In a 1966 paper, Lancaster developed what he called a "new theory of consumer demand", in which the then standard microeconomic demand theory was modified by stipulating that what consumers are seeking to acquire is not goods themselves (e.g. cars or train journeys) but the characteristics they contain (e.g. transport from A to B, display of fashion sense). As Palda (2013) explains

The second evolution in spatial economics was due to Kelvin Lancaster. His insight was that the basic qualities that consumers seek could be manipulated by combining different products. Hotelling had not considered this possibility. He had been content to accept that one good provided one underlying feature that could be measured in characteristics space. Lancaster saw the matter in greater breadth. Dinner was not just food on a table. It was an attempt to manipulate the basic constituents of flavor and nutrition into a satisfying gastronomic experience. Being a good cook meant knowing that taste had several dimensions including sweet, salty, sour, and savory. For a meal to be agreeable, it had to combine these elements of flavor and it also had to be easily digested, suggesting that nutritional dimensions such as greasiness, protein content, and temperature had to figure into the cook’s understanding. These basic culinary entities could each be thought of as lying on a left-right scale, or space. The ideal meal, then, sought to combine these features by varying each one as precisely as possible.

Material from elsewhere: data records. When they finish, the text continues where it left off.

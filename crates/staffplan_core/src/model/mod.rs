//! Domain records consumed by the allocation engine.
//!
//! # Responsibility
//! - Define engineers, projects and assignments with their field invariants.
//! - Keep validation next to the record it protects.
//!
//! # Invariants
//! - Every record is identified by a stable UUID.
//! - Assignments are hard-deleted on unassign; there are no tombstones.

pub mod assignment;
pub mod engineer;
pub mod project;
pub mod validation;
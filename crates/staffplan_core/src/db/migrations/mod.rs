//! SQLite migration registry and executor.
//!
//! # Responsibility
//! - Register schema migrations in strictly increasing order.
//! - Apply pending migrations atomically.
//!
//! # Invariants
//! - `version` values must remain monotonic.
//! - Applied migration version is mirrored to `PRAGMA user_version`.
//!
//! # Schema
//! - `0001` creates the roster. `engineers` carries `max_capacity` with a
//!   `CHECK` of 1..=100. `projects` carries status, priority, team size and
//!   an ordered date range. Skills live in `engineer_skills` and
//!   `project_skills`, both cascading from their owner.
//! - `0002` adds `assignments`, the durable allocation log: allocation is
//!   checked to 1..=100, `start_date <= end_date` is enforced, and
//!   `(project_uuid, engineer_uuid)` is unique. Both references cascade on
//!   delete; an index on `engineer_uuid` serves per-engineer sums.

use crate::db::{DbError, DbResult};
use log::info;
use rusqlite::Connection;

#[derive(Debug, Clone, Copy)]
struct Migration {
    version: u32,
    sql: &'static str,
}

const MIGRATIONS: &[Migration] = &[
    Migration {
        version: 1,
        sql: include_str!("0001_roster.sql"),
    },
    Migration {
        version: 2,
        sql: include_str!("0002_assignments.sql"),
    },
];

/// Returns the latest migration version known by this binary.
pub fn latest_version() -> u32 {
    MIGRATIONS.last().map_or(0, |migration| migration.version)
}

/// Applies all pending migrations on the provided connection.
pub fn apply_migrations(conn: &mut Connection) -> DbResult<()> {
    let current_version = current_user_version(conn)?;
    let latest = latest_version();

    if current_version > latest {
        return Err(DbError::UnsupportedSchemaVersion {
            db_version: current_version,
            latest_supported: latest,
        });
    }

    if current_version == latest {
        return Ok(());
    }

    let tx = conn.transaction()?;
    for migration in MIGRATIONS
        .iter()
        .filter(|migration| migration.version > current_version)
    {
        tx.execute_batch(migration.sql)?;
        tx.execute_batch(&format!("PRAGMA user_version = {};", migration.version))?;
        info!(
            "event=db_migrate module=db status=ok version={}",
            migration.version
        );
    }
    tx.commit()?;

    Ok(())
}

fn current_user_version(conn: &Connection) -> DbResult<u32> {
    let version = conn.query_row("PRAGMA user_version;", [], |row| row.get::<_, u32>(0))?;
    Ok(version)
}
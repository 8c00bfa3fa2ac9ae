//! Use-case services over the ledger and repositories.
//!
//! # Responsibility
//! - `assignment_service`: the only path that changes allocations.
//! - `roster_service` / `project_service`: engineer and project lifecycle.
//! - `dashboard_service`: read-side capacity and timeline views.
//!
//! Services receive engineer/project identifiers and `now` explicitly per
//! call; none of them read ambient state.

pub mod assignment_service;
pub mod dashboard_service;
pub mod project_service;
pub mod roster_service;
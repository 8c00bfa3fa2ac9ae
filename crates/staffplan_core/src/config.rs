//! Runtime configuration read from the environment.
//!
//! # Responsibility
//! - Resolve database location and logging settings for the engine.
//! - Keep parsing separate from `std::env` so it can be tested with a map.
//!
//! # Invariants
//! - A configured log directory is always absolute.
//! - Log levels are normalized to one of `trace|debug|info|warn|error`.

use crate::logging::{default_log_level, normalize_level};
use std::error::Error;
use std::fmt::{Display, Formatter};
use std::path::{Path, PathBuf};

pub const DB_PATH_ENV: &str = "STAFFPLAN_DB";
pub const LOG_LEVEL_ENV: &str = "STAFFPLAN_LOG_LEVEL";
pub const LOG_DIR_ENV: &str = "STAFFPLAN_LOG_DIR";

#[derive(Debug, Clone, PartialEq, Eq)]
pub enum ConfigError {
    UnsupportedLogLevel(String),
    RelativeLogDir(String),
    EmptyValue(&'static str),
}

impl Display for ConfigError {
    fn fmt(&self, f: &mut Formatter<'_>) -> std::fmt::Result {
        match self {
            Self::UnsupportedLogLevel(level) => write!(
                f,
                "unsupported log level `{level}`; expected trace|debug|info|warn|error"
            ),
            Self::RelativeLogDir(dir) => {
                write!(f, "log directory must be an absolute path, got `{dir}`")
            }
            Self::EmptyValue(key) => write!(f, "{key} is set but empty"),
        }
    }
}

impl Error for ConfigError {}

/// File logging settings.
#[derive(Debug, Clone, PartialEq, Eq)]
pub struct LogConfig {
    pub level: &'static str,
    pub log_dir: PathBuf,
}

impl LogConfig {
    pub fn new(level: &str, log_dir: impl AsRef<Path>) -> Result<Self, ConfigError> {
        let level = normalize_level(level)
            .ok_or_else(|| ConfigError::UnsupportedLogLevel(level.trim().to_string()))?;
        let log_dir = log_dir.as_ref();
        if log_dir.as_os_str().is_empty() {
            return Err(ConfigError::EmptyValue(LOG_DIR_ENV));
        }
        if !log_dir.is_absolute() {
            return Err(ConfigError::RelativeLogDir(log_dir.display().to_string()));
        }
        Ok(Self {
            level,
            log_dir: log_dir.to_path_buf(),
        })
    }
}

#[derive(Debug, Clone, Default, PartialEq, Eq)]
pub struct EngineConfig {
    /// `None` opens an in-memory database.
    pub db_path: Option<PathBuf>,
    /// `None` leaves file logging disabled.
    pub log: Option<LogConfig>,
}

impl EngineConfig {
    pub fn from_env() -> Result<Self, ConfigError> {
        Self::from_lookup(|key| std::env::var(key).ok())
    }

    /// Builds the config from any key lookup, e.g. a map in tests.
    pub fn from_lookup<F>(lookup: F) -> Result<Self, ConfigError>
    where
        F: Fn(&str) -> Option<String>,
    {
        let db_path = match lookup(DB_PATH_ENV) {
            Some(value) if value.trim().is_empty() => {
                return Err(ConfigError::EmptyValue(DB_PATH_ENV))
            }
            Some(value) => Some(PathBuf::from(value.trim())),
            None => None,
        };

        let level = lookup(LOG_LEVEL_ENV).unwrap_or_else(|| default_log_level().to_string());
        let log = match lookup(LOG_DIR_ENV) {
            Some(dir) => Some(LogConfig::new(&level, dir.trim())?),
            None => {
                // Validate the level even when logging stays off.
                normalize_level(&level)
                    .ok_or_else(|| ConfigError::UnsupportedLogLevel(level.trim().to_string()))?;
                None
            }
        };

        Ok(Self { db_path, log })
    }
}
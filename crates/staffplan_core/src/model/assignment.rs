//! Assignment domain model.
//!
//! # Responsibility
//! - Define the allocation record that the ledger owns per engineer.
//! - Derive lifecycle status from the date range at read time.
//!
//! # Invariants
//! - `allocation_percentage` is within `[1, 100]`.
//! - `start_date <= end_date`.
//! - Status is never stored; it is recomputed from `now` on every read.
//! - Removal is a hard delete; there is no `Unassigned` status.

use super::engineer::EngineerId;
use super::project::ProjectId;
use super::validation::{ensure_date_range, ensure_not_blank, ValidationError};
use serde::{Deserialize, Serialize};
use uuid::Uuid;

pub const MIN_ALLOCATION_PERCENTAGE: u32 = 1;
pub const MAX_ALLOCATION_PERCENTAGE: u32 = 100;

pub type AssignmentId = Uuid;

/// Lifecycle status derived from `(start_date, end_date, now)`.
#[derive(Debug, Clone, Copy, PartialEq, Eq, Serialize, Deserialize)]
#[serde(rename_all = "snake_case")]
pub enum AssignmentStatus {
    /// `now < start_date`.
    Pending,
    /// `start_date <= now <= end_date`.
    Active,
    /// `now > end_date`.
    Completed,
}

/// One engineer's committed share of capacity on one project.
#[derive(Debug, Clone, PartialEq, Eq, Serialize, Deserialize)]
#[serde(rename_all = "camelCase")]
pub struct Assignment {
    pub id: AssignmentId,
    pub project_id: ProjectId,
    pub engineer_id: EngineerId,
    pub allocation_percentage: u32,
    /// Unix epoch milliseconds.
    pub start_date: i64,
    /// Unix epoch milliseconds.
    pub end_date: i64,
    pub role: String,
}

impl Assignment {
    /// Creates an unvalidated assignment with a generated ID.
    pub fn new(
        project_id: ProjectId,
        engineer_id: EngineerId,
        allocation_percentage: u32,
        start_date: i64,
        end_date: i64,
        role: impl Into<String>,
    ) -> Self {
        Self {
            id: Uuid::new_v4(),
            project_id,
            engineer_id,
            allocation_percentage,
            start_date,
            end_date,
            role: role.into(),
        }
    }

    /// Checks field invariants in a fixed order: allocation, dates, role.
    pub fn validate(&self) -> Result<(), ValidationError> {
        validate_allocation(self.allocation_percentage)?;
        ensure_date_range(self.start_date, self.end_date)?;
        ensure_not_blank(&self.role, ValidationError::BlankRole)
    }

    /// Derives status at `now_ms`. Both range ends are inclusive for `Active`.
    pub fn status_at(&self, now_ms: i64) -> AssignmentStatus {
        if now_ms < self.start_date {
            AssignmentStatus::Pending
        } else if now_ms > self.end_date {
            AssignmentStatus::Completed
        } else {
            AssignmentStatus::Active
        }
    }
}

pub fn validate_allocation(value: u32) -> Result<(), ValidationError> {
    if !(MIN_ALLOCATION_PERCENTAGE..=MAX_ALLOCATION_PERCENTAGE).contains(&value) {
        return Err(ValidationError::AllocationOutOfRange(value));
    }
    Ok(())
}
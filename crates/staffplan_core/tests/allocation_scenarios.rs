use staffplan_core::db::{open_db, open_db_in_memory, share};
use staffplan_core::timeline::MILLIS_PER_DAY;
use staffplan_core::{
    progress_percent, AssignmentError, AssignmentRequest, AssignmentStatus, Engineer,
    NewEngineer, NewProject, Project, Seniority, StaffingEngine, UtilizationBucket,
    ValidationError,
};
use std::sync::Barrier;
use uuid::Uuid;

const JAN_1_2024: i64 = 1_704_067_200_000;

fn engine() -> StaffingEngine {
    StaffingEngine::open(share(open_db_in_memory().unwrap())).unwrap()
}

fn register(engine: &StaffingEngine, name: &str) -> Engineer {
    engine
        .roster()
        .register_engineer(&NewEngineer {
            name: name.to_string(),
            skills: vec!["Rust".to_string()],
            seniority: Seniority::Mid,
            department: "Platform".to_string(),
            max_capacity: Some(100),
        })
        .unwrap()
}

fn project(engine: &StaffingEngine, name: &str) -> Project {
    engine
        .projects()
        .create_project(&NewProject {
            name: name.to_string(),
            description: None,
            required_skills: Vec::new(),
            status: None,
            priority: None,
            team_size: Some(3),
            start_date: JAN_1_2024,
            end_date: JAN_1_2024 + 10 * MILLIS_PER_DAY,
        })
        .unwrap()
}

fn request(project: &Project, engineer: &Engineer, percent: u32) -> AssignmentRequest {
    AssignmentRequest {
        project_id: project.id,
        engineer_id: engineer.id,
        allocation_percentage: percent,
        start_date: JAN_1_2024,
        end_date: JAN_1_2024 + 10 * MILLIS_PER_DAY,
        role: "Developer".to_string(),
    }
}

fn capacity_row(
    engine: &StaffingEngine,
    engineer: &Engineer,
) -> staffplan_core::EngineerCapacityRow {
    engine
        .dashboard()
        .engineer_capacity()
        .unwrap()
        .into_iter()
        .find(|row| row.id == engineer.id)
        .unwrap()
}

#[test]
fn scenarios_a_b_c_idle_then_loaded_then_rejected() {
    let engine = engine();
    let ada = register(&engine, "Ada");
    let atlas = project(&engine, "Atlas");
    let borealis = project(&engine, "Borealis");

    let idle = capacity_row(&engine, &ada);
    assert_eq!(idle.available_capacity, 100);
    assert_eq!(idle.utilization_percent, 0.0);
    assert_eq!(idle.bucket, UtilizationBucket::Available);

    engine
        .assignments()
        .propose_assignment(&request(&atlas, &ada, 80))
        .unwrap();
    let loaded = capacity_row(&engine, &ada);
    assert_eq!(loaded.total_allocated, 80);
    assert_eq!(loaded.available_capacity, 20);
    assert_eq!(loaded.utilization_percent, 80.0);
    assert_eq!(loaded.bucket, UtilizationBucket::HighLoad);

    let err = engine
        .assignments()
        .propose_assignment(&request(&borealis, &ada, 25))
        .unwrap_err();
    assert!(matches!(
        err,
        AssignmentError::CapacityExceeded {
            requested: 25,
            available: 20
        }
    ));
    assert_eq!(err.code(), "capacity_exceeded");
    assert_eq!(engine.ledger().total_allocated(ada.id), 80);
    assert!(engine.audit_totals().unwrap().is_empty());
}

#[test]
fn scenario_d_progress_is_half_way() {
    let now = JAN_1_2024 + 5 * MILLIS_PER_DAY;
    assert_eq!(
        progress_percent(JAN_1_2024, JAN_1_2024 + 10 * MILLIS_PER_DAY, now),
        50.0
    );
}

#[test]
fn scenario_e_concurrent_requests_cannot_overcommit() {
    let engine = engine();
    let ada = register(&engine, "Ada");
    let base = project(&engine, "Base");
    engine
        .assignments()
        .propose_assignment(&request(&base, &ada, 80))
        .unwrap();

    let left = project(&engine, "Left");
    let right = project(&engine, "Right");
    let barrier = Barrier::new(2);

    let (first, second) = std::thread::scope(|scope| {
        let run = |target: &Project| {
            barrier.wait();
            engine
                .assignments()
                .propose_assignment(&request(target, &ada, 15))
        };
        let a = scope.spawn(move || run(&left));
        let b = scope.spawn(move || run(&right));
        (a.join().unwrap(), b.join().unwrap())
    });

    let accepted = [&first, &second]
        .iter()
        .filter(|outcome| outcome.is_ok())
        .count();
    assert_eq!(accepted, 1);
    let rejected = if first.is_err() { first } else { second };
    assert!(matches!(
        rejected,
        Err(AssignmentError::CapacityExceeded { requested: 15, .. })
    ));
    assert_eq!(engine.ledger().total_allocated(ada.id), 95);
    assert_eq!(engine.ledger().stored_total(ada.id).unwrap(), 95);
}

#[test]
fn many_engineers_commit_in_parallel_within_capacity() {
    let engine = engine();
    let engineers: Vec<Engineer> = (0..4)
        .map(|index| register(&engine, &format!("Engineer {index}")))
        .collect();
    let projects: Vec<Project> = (0..6)
        .map(|index| project(&engine, &format!("Project {index}")))
        .collect();

    std::thread::scope(|scope| {
        for engineer in &engineers {
            let engine = &engine;
            let projects = &projects;
            scope.spawn(move || {
                for target in projects {
                    let _ = engine
                        .assignments()
                        .propose_assignment(&request(target, engineer, 30));
                }
            });
        }
    });

    for engineer in &engineers {
        assert_eq!(engine.ledger().total_allocated(engineer.id), 90);
        assert_eq!(engine.ledger().assignments_for(engineer.id).len(), 3);
    }
    assert!(engine.audit_totals().unwrap().is_empty());
}

#[test]
fn boundary_exact_remaining_capacity_is_accepted() {
    let engine = engine();
    let ada = register(&engine, "Ada");
    let [base, over, exact] = ["Base", "Over", "Exact"].map(|name| project(&engine, name));
    engine
        .assignments()
        .propose_assignment(&request(&base, &ada, 80))
        .unwrap();

    assert!(matches!(
        engine
            .assignments()
            .propose_assignment(&request(&over, &ada, 21)),
        Err(AssignmentError::CapacityExceeded {
            requested: 21,
            available: 20
        })
    ));
    assert_eq!(engine.ledger().total_allocated(ada.id), 80);

    engine
        .assignments()
        .propose_assignment(&request(&exact, &ada, 20))
        .unwrap();
    assert_eq!(engine.ledger().available_capacity(ada.id), Some(0));
}

#[test]
fn assign_then_unassign_restores_available_capacity() {
    let engine = engine();
    let ada = register(&engine, "Ada");
    let [base, atlas] = ["Base", "Atlas"].map(|name| project(&engine, name));
    engine
        .assignments()
        .propose_assignment(&request(&base, &ada, 35))
        .unwrap();
    let before = engine.ledger().available_capacity(ada.id).unwrap();

    engine
        .assignments()
        .propose_assignment(&request(&atlas, &ada, 45))
        .unwrap();
    let removed = engine
        .assignments()
        .propose_unassign(atlas.id, ada.id)
        .unwrap();
    assert_eq!(removed.allocation_percentage, 45);
    assert_eq!(engine.ledger().available_capacity(ada.id), Some(before));

    let err = engine
        .assignments()
        .propose_unassign(atlas.id, ada.id)
        .unwrap_err();
    assert!(matches!(err, AssignmentError::AssignmentNotFound { .. }));
    assert_eq!(err.code(), "not_found");
}

#[test]
fn preconditions_short_circuit_in_order() {
    let engine = engine();
    let ada = register(&engine, "Ada");
    let atlas = project(&engine, "Atlas");

    let mut missing_both = request(&atlas, &ada, 0);
    missing_both.engineer_id = Uuid::new_v4();
    missing_both.project_id = Uuid::new_v4();
    assert!(matches!(
        engine.assignments().propose_assignment(&missing_both),
        Err(AssignmentError::EngineerNotFound(_))
    ));

    let mut missing_project = request(&atlas, &ada, 0);
    missing_project.project_id = Uuid::new_v4();
    assert!(matches!(
        engine.assignments().propose_assignment(&missing_project),
        Err(AssignmentError::ProjectNotFound(_))
    ));

    let mut zero_and_inverted = request(&atlas, &ada, 0);
    zero_and_inverted.end_date = zero_and_inverted.start_date - 1;
    assert!(matches!(
        engine.assignments().propose_assignment(&zero_and_inverted),
        Err(AssignmentError::Validation(
            ValidationError::AllocationOutOfRange(0)
        ))
    ));

    let mut inverted = request(&atlas, &ada, 10);
    inverted.end_date = inverted.start_date - 1;
    let err = engine
        .assignments()
        .propose_assignment(&inverted)
        .unwrap_err();
    assert!(matches!(
        err,
        AssignmentError::Validation(ValidationError::InvalidDateRange { .. })
    ));
    assert_eq!(err.code(), "validation_error");

    let mut blank_role = request(&atlas, &ada, 10);
    blank_role.role = "   ".to_string();
    assert!(matches!(
        engine.assignments().propose_assignment(&blank_role),
        Err(AssignmentError::Validation(ValidationError::BlankRole))
    ));

    assert_eq!(engine.ledger().total_allocated(ada.id), 0);
    assert_eq!(engine.ledger().stored_total(ada.id).unwrap(), 0);
}

#[test]
fn second_assignment_on_same_project_is_rejected() {
    let engine = engine();
    let ada = register(&engine, "Ada");
    let atlas = project(&engine, "Atlas");
    engine
        .assignments()
        .propose_assignment(&request(&atlas, &ada, 10))
        .unwrap();

    assert!(matches!(
        engine
            .assignments()
            .propose_assignment(&request(&atlas, &ada, 10)),
        Err(AssignmentError::Validation(
            ValidationError::DuplicateAssignment { .. }
        ))
    ));
    assert_eq!(engine.ledger().total_allocated(ada.id), 10);
}

#[test]
fn status_is_derived_from_now_on_every_read() {
    let engine = engine();
    let ada = register(&engine, "Ada");
    let atlas = project(&engine, "Atlas");
    engine
        .assignments()
        .propose_assignment(&request(&atlas, &ada, 10))
        .unwrap();

    let status_at = |now| {
        engine
            .assignments()
            .assignment_status(atlas.id, ada.id, now)
            .unwrap()
    };
    assert_eq!(status_at(JAN_1_2024 - 1), AssignmentStatus::Pending);
    assert_eq!(status_at(JAN_1_2024), AssignmentStatus::Active);
    assert_eq!(
        status_at(JAN_1_2024 + 10 * MILLIS_PER_DAY),
        AssignmentStatus::Active
    );
    assert_eq!(
        status_at(JAN_1_2024 + 10 * MILLIS_PER_DAY + 1),
        AssignmentStatus::Completed
    );
}

#[test]
fn preview_reports_projection_and_maximum() {
    let engine = engine();
    let ada = register(&engine, "Ada");
    let atlas = project(&engine, "Atlas");
    engine
        .assignments()
        .propose_assignment(&request(&atlas, &ada, 60))
        .unwrap();

    let preview = engine.assignments().preview(ada.id, 35).unwrap();
    assert_eq!(preview.current_utilization_percent, 60.0);
    assert_eq!(preview.projected_utilization_percent, 95.0);
    assert_eq!(preview.projected_bucket, UtilizationBucket::Overloaded);
    assert_eq!(preview.max_allowed, 40);
    assert!(preview.fits);

    assert!(!engine.assignments().preview(ada.id, 41).unwrap().fits);
}

#[test]
fn reopened_engine_rebuilds_totals_from_stored_rows() {
    let dir = tempfile::tempdir().unwrap();
    let path = dir.path().join("staffplan.db");

    let (ada, atlas) = {
        let engine = StaffingEngine::open(share(open_db(&path).unwrap())).unwrap();
        let ada = register(&engine, "Ada");
        let atlas = project(&engine, "Atlas");
        let borealis = project(&engine, "Borealis");
        engine
            .assignments()
            .propose_assignment(&request(&atlas, &ada, 50))
            .unwrap();
        engine
            .assignments()
            .propose_assignment(&request(&borealis, &ada, 30))
            .unwrap();
        (ada, atlas)
    };

    let engine = StaffingEngine::open(share(open_db(&path).unwrap())).unwrap();
    assert_eq!(engine.ledger().total_allocated(ada.id), 80);
    assert!(engine.ledger().find_assignment(atlas.id, ada.id).is_some());

    let removed = engine
        .assignments()
        .propose_unassign(atlas.id, ada.id)
        .unwrap();
    assert_eq!(removed.allocation_percentage, 50);
    assert_eq!(engine.ledger().stored_total(ada.id).unwrap(), 30);
}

This theory provides a convenient account of the difference between less developed (so called "primitive") consumption economies, in which there are fewer goods than characteristics, and more developed ("sophisticated") consumption economies, in which there are more goods than characteristics, so that consumers can secure any combination of characteristics they desire, subject only to budget constraints. It also provides a way of predicting demand for new commodities, so long as they do not embody any new characteristics.

According to economist Jagdish Bhagwati, "He was widely regarded as a potential recipient of the Nobel Prize, for the notable impact that had been made by his contributions to the theory of second best and the integration of variety into economic theory. He joins the list of extraordinary economists such as Joan Robinson, Roy Harrod, and Mancur Olson whom death deprived of this singular honor."

Lancaster attended Sydney Boys High School, graduating in 1940.